Crónica: Sobre a Dignidade Humana e a Promessa de Esperança
" A dignidade do homem não se perde, apenas se esquece.” — Hannah Arendt
Há palavras que carregam mundos inteiros. Dignidade é uma delas. Não é favor, não é adorno — é raiz. É o que nos lembra que cada pessoa tem valor, antes de qualquer cargo, fortuna ou origem. É o que nos obriga a olhar nos olhos do outro e a reconhecê-lo como igual, mesmo quando tudo à volta tenta separar, hierarquizar, excluir.
Mas a dignidade não vive de proclamações. Vive dos gestos de todos os dias: no cuidado com quem tem menos voz, na escolha de não virar a cara ao sofrimento, na coragem de dizer não à indiferença. Vive quando a política se faz de serviço e não de vaidade, quando as ruas se tornam lugares de encontro e não de abandono.

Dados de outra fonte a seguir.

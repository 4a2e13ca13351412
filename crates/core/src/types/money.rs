//! Exact money amounts using decimal arithmetic.
//!
//! The store trades in a single currency, so `Money` is a bare decimal amount
//! kept at two fractional digits. Line totals are computed as exact
//! quantity-times-unit products; nothing here ever goes through floating point.

use core::fmt;
use core::iter::Sum;
use core::ops::{Add, AddAssign, Sub};

use rust_decimal::{Decimal, RoundingStrategy};
use serde::{Deserialize, Serialize};

/// A monetary amount with two fractional digits.
///
/// Serializes as a decimal string (e.g. `"15000.00"`) so clients never see a
/// float. Deserialized values are rounded like [`Money::new`].
#[derive(Debug, Clone, Copy, PartialEq, Eq, PartialOrd, Ord, Hash, Default, Serialize, Deserialize)]
#[serde(from = "Decimal", into = "Decimal")]
pub struct Money(Decimal);

impl Money {
    /// Number of fractional digits stored for every amount.
    pub const SCALE: u32 = 2;

    /// The zero amount.
    pub const ZERO: Self = Self(Decimal::ZERO);

    /// Create an amount, rounding half away from zero to two digits.
    #[must_use]
    pub fn new(amount: Decimal) -> Self {
        Self(amount.round_dp_with_strategy(Self::SCALE, RoundingStrategy::MidpointAwayFromZero))
    }

    /// Create an amount from whole currency units.
    #[must_use]
    pub fn from_units(units: i64) -> Self {
        Self::new(Decimal::from(units))
    }

    /// Get the underlying decimal value.
    #[must_use]
    pub const fn amount(&self) -> Decimal {
        self.0
    }

    /// Returns `true` if the amount is strictly greater than zero.
    #[must_use]
    pub fn is_positive(&self) -> bool {
        self.0 > Decimal::ZERO
    }

    /// Returns `true` if the amount is strictly less than zero.
    #[must_use]
    pub fn is_negative(&self) -> bool {
        self.0 < Decimal::ZERO
    }

    /// Exact product of a unit price and a quantity.
    #[must_use]
    pub fn times(self, quantity: i32) -> Self {
        Self::new(self.0 * Decimal::from(quantity))
    }

    /// Clamp negative amounts to zero.
    #[must_use]
    pub fn floor_zero(self) -> Self {
        if self.is_negative() { Self::ZERO } else { self }
    }
}

impl fmt::Display for Money {
    fn fmt(&self, f: &mut fmt::Formatter<'_>) -> fmt::Result {
        write!(f, "{:.2}", self.0)
    }
}

impl From<Decimal> for Money {
    fn from(amount: Decimal) -> Self {
        Self::new(amount)
    }
}

impl From<Money> for Decimal {
    fn from(money: Money) -> Self {
        money.0
    }
}

impl Add for Money {
    type Output = Self;

    fn add(self, rhs: Self) -> Self::Output {
        Self(self.0 + rhs.0)
    }
}

impl AddAssign for Money {
    fn add_assign(&mut self, rhs: Self) {
        self.0 += rhs.0;
    }
}

impl Sub for Money {
    type Output = Self;

    fn sub(self, rhs: Self) -> Self::Output {
        Self(self.0 - rhs.0)
    }
}

impl Sum for Money {
    fn sum<I: Iterator<Item = Self>>(iter: I) -> Self {
        iter.fold(Self::ZERO, Add::add)
    }
}

// SQLx support (with postgres feature)
#[cfg(feature = "postgres")]
impl sqlx::Type<sqlx::Postgres> for Money {
    fn type_info() -> sqlx::postgres::PgTypeInfo {
        <Decimal as sqlx::Type<sqlx::Postgres>>::type_info()
    }

    fn compatible(ty: &sqlx::postgres::PgTypeInfo) -> bool {
        <Decimal as sqlx::Type<sqlx::Postgres>>::compatible(ty)
    }
}

#[cfg(feature = "postgres")]
impl<'r> sqlx::Decode<'r, sqlx::Postgres> for Money {
    fn decode(value: sqlx::postgres::PgValueRef<'r>) -> Result<Self, sqlx::error::BoxDynError> {
        let amount = <Decimal as sqlx::Decode<sqlx::Postgres>>::decode(value)?;
        Ok(Self::new(amount))
    }
}

#[cfg(feature = "postgres")]
impl sqlx::Encode<'_, sqlx::Postgres> for Money {
    fn encode_by_ref(
        &self,
        buf: &mut sqlx::postgres::PgArgumentBuffer,
    ) -> Result<sqlx::encode::IsNull, sqlx::error::BoxDynError> {
        <Decimal as sqlx::Encode<sqlx::Postgres>>::encode_by_ref(&self.0, buf)
    }
}

#[cfg(test)]
#[allow(clippy::unwrap_used)]
mod tests {
    use std::str::FromStr;

    use super::*;

    fn money(s: &str) -> Money {
        Money::new(Decimal::from_str(s).unwrap())
    }

    #[test]
    fn test_new_rounds_to_two_digits() {
        assert_eq!(money("1.005"), money("1.01"));
        assert_eq!(money("-1.005"), money("-1.01"));
        assert_eq!(money("3").amount().scale(), 0);
    }

    #[test]
    fn test_times_is_exact() {
        // 0.1 * 3 drifts in binary floating point; must not here.
        assert_eq!(money("0.10").times(3), money("0.30"));
        assert_eq!(money("1990.50").times(7), money("13933.50"));
    }

    #[test]
    fn test_sum_and_sub() {
        let total: Money = [money("1000"), money("2500.25"), money("0.75")]
            .into_iter()
            .sum();
        assert_eq!(total, money("3501"));
        assert_eq!(total - money("3501"), Money::ZERO);
    }

    #[test]
    fn test_floor_zero() {
        assert_eq!((money("100") - money("250")).floor_zero(), Money::ZERO);
        assert_eq!(money("5").floor_zero(), money("5"));
    }

    #[test]
    fn test_display_has_two_digits() {
        assert_eq!(Money::from_units(15000).to_string(), "15000.00");
        assert_eq!(money("0.5").to_string(), "0.50");
    }

    #[test]
    fn test_serializes_as_string() {
        let json = serde_json::to_string(&money("3000.5")).unwrap();
        assert_eq!(json, "\"3000.5\"");
        let parsed: Money = serde_json::from_str("\"3000.505\"").unwrap();
        assert_eq!(parsed, money("3000.51"));
    }
}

E é aqui que entra a esperança — não a espera resignada, mas a força teimosa que nos move a mudar. A esperança que se transforma em ação, que constrói pontes, que recusa que alguém fique para trás. Essa esperança é exigente: pede-nos persistência, generosidade, visão.
Defender a dignidade humana é, afinal, este compromisso de esperança: não desistir de ninguém. É acreditar que a vida de cada pessoa pode florescer, se a sociedade tiver a coragem de ser justa. É escolher, todos os dias, que o futuro não se escreve com medo, mas com a vontade de levantar quem caiu e de caminhar lado a lado.
Que este seja o nosso pacto silencioso e firme: nunca esquecer a dignidade, nunca desistir da esperança.
Manuela Ralha

Tal e qual, Manuela. O mundo precisa dessa dignidade. Desse direito que pertence a todos, o direito a uma vida digna e justa, para que ninguém fique para trás.